It’s not often I find myself agreeing with David Cameron, and it’s partly due to one of my strong disagreements with him that I’m writing this now. I don’t know about you, but personally I was sick of the EU referendum debate before it even officially started. For that reason, I shall attempt to keep this concise. However, as I’m (il)legally prevented from participating in the democratic process (in contravention, ironically, of an EU ruling), I wanted to do something to have some kind of voice. You may recall that the idea of giving prisoners the vote makes the PM feel “physically sick”, so I hope in some small way that my writing this may contribute to his digestive distress.
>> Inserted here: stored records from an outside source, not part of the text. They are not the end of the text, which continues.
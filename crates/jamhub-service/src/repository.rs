//! Typed access to jam documents in the document store.

use std::sync::Arc;

use tracing::{error, warn};

use jamhub_core::error::AppError;
use jamhub_core::result::AppResult;
use jamhub_core::traits::store::DocumentStore;
use jamhub_core::types::JamCode;
use jamhub_entity::{Jam, JamPatch};
use jamhub_store::keys;

/// Reads and writes [`Jam`] documents.
#[derive(Debug, Clone)]
pub struct JamRepository {
    /// Backing store.
    store: Arc<dyn DocumentStore>,
}

impl JamRepository {
    /// Create a repository over `store`.
    pub fn new(store: Arc<dyn DocumentStore>) -> Self {
        Self { store }
    }

    /// Load a jam, active or not.
    pub async fn find(&self, code: &JamCode) -> AppResult<Option<Jam>> {
        let key = keys::jam_document(code);
        match self.store.get(&key).await.map_err(log_store_error)? {
            Some(document) => Ok(Some(serde_json::from_value(document)?)),
            None => Ok(None),
        }
    }

    /// Load an active jam. Missing and ended jams are both `NotFound`.
    pub async fn get_active(&self, code: &JamCode) -> AppResult<Jam> {
        match self.find(code).await? {
            Some(jam) if jam.is_active => Ok(jam),
            _ => Err(AppError::not_found(format!("Jam {code} not found"))),
        }
    }

    /// Store a new jam unless its code is taken. Returns `false` on collision.
    pub async fn insert_new(&self, jam: &Jam) -> AppResult<bool> {
        let key = keys::jam_document(&jam.code);
        let document = serde_json::to_value(jam)?;
        self.store
            .create(&key, &document)
            .await
            .map_err(log_store_error)
    }

    /// Apply a partial update to a stored jam.
    pub async fn update(&self, code: &JamCode, patch: &JamPatch) -> AppResult<()> {
        let key = keys::jam_document(code);
        let fields = serde_json::to_value(patch)?;
        let updated = self
            .store
            .merge(&key, &fields)
            .await
            .map_err(log_store_error)?;

        if !updated {
            return Err(AppError::not_found(format!("Jam {code} not found")));
        }
        Ok(())
    }

    /// All active jams. Unreadable documents are skipped.
    pub async fn list_active(&self) -> AppResult<Vec<Jam>> {
        let keys = self
            .store
            .keys(keys::JAM_PREFIX)
            .await
            .map_err(log_store_error)?;

        let mut jams = Vec::with_capacity(keys.len());
        for key in keys {
            let Some(code) = keys::code_from_key(&key) else {
                continue;
            };
            match self.find(&code).await {
                Ok(Some(jam)) if jam.is_active => jams.push(jam),
                Ok(_) => {}
                Err(e) if e.is(jamhub_core::error::ErrorKind::Serialization) => {
                    warn!(jam = %code, error = %e, "Skipping unreadable jam document");
                }
                Err(e) => return Err(e),
            }
        }
        Ok(jams)
    }

    /// Whether the store answers.
    pub async fn health_check(&self) -> AppResult<bool> {
        self.store.health_check().await
    }
}

fn log_store_error(e: AppError) -> AppError {
    error!(error = %e, "Jam store operation failed");
    e
}
//! Jam session rules and limits.

use std::time::Duration;

use serde::{Deserialize, Serialize};

use crate::error::AppError;
use crate::types::id::MAX_JAM_CODE_LEN;

/// Jam session configuration.
#[derive(Debug, Clone, Serialize, Deserialize)]
pub struct JamConfig {
    /// Number of characters in a generated jam code.
    #[serde(default = "default_code_length")]
    pub code_length: usize,
    /// How many codes to try before giving up with `ResourceExhausted`.
    #[serde(default = "default_max_code_attempts")]
    pub max_code_attempts: u32,
    /// How long a command waits for its jam's lock, in milliseconds.
    #[serde(default = "default_lock_timeout")]
    pub lock_timeout_ms: u64,
    /// Base URL used to build shareable join links.
    #[serde(default = "default_share_base_url")]
    pub share_base_url: String,
    /// Maximum members in one jam, host included.
    #[serde(default = "default_max_members")]
    pub max_members: usize,
    /// Maximum queued tracks in one jam.
    #[serde(default = "default_max_playlist_length")]
    pub max_playlist_length: usize,
}

impl JamConfig {
    /// Lock acquisition timeout as a [`Duration`].
    pub fn lock_timeout(&self) -> Duration {
        Duration::from_millis(self.lock_timeout_ms)
    }

    /// Reject limits the rest of the system cannot honor.
    pub fn validate(&self) -> Result<(), AppError> {
        if !(4..=MAX_JAM_CODE_LEN).contains(&self.code_length) {
            return Err(AppError::configuration(format!(
                "jam.code_length must be between 4 and {MAX_JAM_CODE_LEN}, got {}",
                self.code_length
            )));
        }
        if self.max_code_attempts == 0 || self.max_members == 0 {
            return Err(AppError::configuration(
                "jam.max_code_attempts and jam.max_members must be positive",
            ));
        }
        Ok(())
    }
}

impl Default for JamConfig {
    fn default() -> Self {
        Self {
            code_length: default_code_length(),
            max_code_attempts: default_max_code_attempts(),
            lock_timeout_ms: default_lock_timeout(),
            share_base_url: default_share_base_url(),
            max_members: default_max_members(),
            max_playlist_length: default_max_playlist_length(),
        }
    }
}

fn default_code_length() -> usize {
    6
}

fn default_max_code_attempts() -> u32 {
    8
}

fn default_lock_timeout() -> u64 {
    2000
}

fn default_share_base_url() -> String {
    "http://localhost:8080/jam".to_string()
}

fn default_max_members() -> usize {
    50
}

fn default_max_playlist_length() -> usize {
    500
}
I’ll set out my stall from the beginning: I want unequivocally for Britain to remain in the EU.   Yes, that’s right DC – if you’d let me vote, I’d be using that vote to agree with you. It’s confusing, I know. To be honest, it’s upsetting me a bit too – I don’t like simultaneously feeling that someone can be so horrifically wrong about one thing and yet completely right about another. Like when St Paul wrote that beautiful passage describing the nature of love in his first letter to the Corinthians, and followed it up in the next chapter with a rant about women remaining silent in church and being in submission to their husbands. But then, in a way, that’s exactly what giving prisoners the vote is all about: people are complex mixtures of good and bad, right and wrong, and everything in between. A prisoner may have transgressed against some aspect of society’s rules, but that should not define him as someone whose opinions are all therefore invalid. So here I am, giving mine.

Unusually for me, I’m not going to go into fine details or ‘facts’ about how many thousand pounds we’ll be better or worse off, nor how many jobs we’ll gain or lose, nor how much money is wasted or well-spent.   All of these things can be bent to suit whatever position you hold, and the truth is that nobody really has any idea about any of them, whatever their claims to the contrary. We’ll only find out all of that when it’s already too late, either way. Claims and counter-claims fired back-and-forth like mortars between entrenched positions have, I suspect, so far served only to engender distrust and cynicism. I realised that the whole debate had finally descended into the absurdity of a YouTube comment thread when Boris Johnson started making comparisons to Hitler (see: Godwin’s Law).

My own argument is a fairly simple matter of principle. Perhaps I’m idealistic, but I believe in the idea of people working together for the common good.   I’ve heard it said that patriotism is the erroneous belief that your own country is the best, just because you happened to be born in it. Nationalism and separatism often boil down to the simplistic dualism of ‘us’ and ‘them’, about which I’ve previously written at length. All the lines of separation we draw are arbitrary. I’ve yet to hear a list of ‘distinctive’ British values that any other European – or indeed any citizen of a post-industrial democracy – wouldn’t be likely to claim as his own. Western Europe has so far seen over seven decades of peace after centuries of intermittent war, thanks to the ever-closer co-operation of nations working together to understand and resolve their differences. This is not something to be discarded lightly.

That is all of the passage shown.